Markets witness highest ever turnover; Sensex sheds 490 points

27 Jan 2010

The benchmark Nifty has seen big carnage today and closed below the psychological 4,900 mark, for the first time in last 52 sessions. Bears completely weighed on the markets and hammered the Nifty to see biggest single day fall since August 2009 while the Sensex shed over 500 points during the day. Weak global cues also weighed on the markets; the Indian Sensex fell 3.5% more than the China's Shanghai Index, year-to-date.

Shankar Sharma, Vice-Chairman and Joint Managing Director, First Global, says the correlation between the United States and emerging markets is set to break. "Emerging markets may lag US markets going forward. They have a high beta and may fall more than the US."
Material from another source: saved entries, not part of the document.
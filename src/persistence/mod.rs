use std::{
    fs,
    path::PathBuf,
};

use serde::{
    de::DeserializeOwned,
    Serialize,
};
use tracing::{
    debug,
    info,
    warn,
};

use crate::core::errors::DishSwipeError;

const APP_NAME: &str = "dishswipe";

pub fn get_app_data_dir() -> PathBuf {
    match dirs::data_local_dir() {
        Some(data_dir) => {
            let app_dir = data_dir.join(APP_NAME);
            if let Err(e) = fs::create_dir_all(&app_dir) {
                warn!("Could not create {}: {e}", app_dir.display());
            }
            app_dir
        }
        None => PathBuf::from("."),
    }
}

pub fn get_data_file_path(filename: &str) -> PathBuf {
    get_app_data_dir().join(filename)
}

pub fn save_json<T: Serialize>(data: &T, filename: &str) -> Result<(), DishSwipeError> {
    let file_path = get_data_file_path(filename);
    let json = serde_json::to_string_pretty(data)?;
    fs::write(&file_path, json)?;
    info!("Saved {}", file_path.display());
    Ok(())
}

/// Reads `filename` from the data directory; a missing file yields `T::default()`.
pub fn load_json<T: DeserializeOwned + Default>(filename: &str) -> Result<T, DishSwipeError> {
    let file_path = get_data_file_path(filename);

    if !file_path.exists() {
        debug!("{} not found, using defaults", file_path.display());
        return Ok(T::default());
    }

    let json = fs::read_to_string(&file_path)?;
    let data: T = serde_json::from_str(&json)?;
    debug!("Loaded {}", file_path.display());
    Ok(data)
}

pub fn load_json_or_default<T: DeserializeOwned + Default>(filename: &str) -> T {
    match load_json::<T>(filename) {
        Ok(data) => data,
        Err(e) => {
            warn!("Failed to load {filename}: {e}. Using defaults.");
            T::default()
        }
    }
}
On Indian markets: Sharma says the Sensex can touch 12,000-12,500 in the first half of 2010. "We expect markets to claw back before the budget. It can recover to 17,000 in the second-half."

The markets reported highest ever turnover of Rs 1,82,984.16 crore, including biggest ever NSE F&O turnover of Rs 1,58,503.98 crore, which might be because of margin calls. The NSE cash turnover was at Rs 18,715.98 crore and BSE cash at Rs 5,764.20 crore.

Selling was seen across all sectors; the Realty Index was the major loser, down nearly 8% followed by banking, metal, auto and pharma. However, ITC was the only gainer among the Nifty 50 stocks. The breadth was very bad on the NSE, 21 shares declined as against one share rise on the basis of ratio.

The markets started the day with gap down, reacted to the Tuesday's fall in Asian markets, on the back of news that China implemented a previously ordered increase in reserve requirements for some banks and there were talks that policymakers may take more aggressive action soon. Indian markets were shut on Tuesday on Republic day. In the second half of trade, indices extended losses, on the back of negative sentiment as well as weak global cues.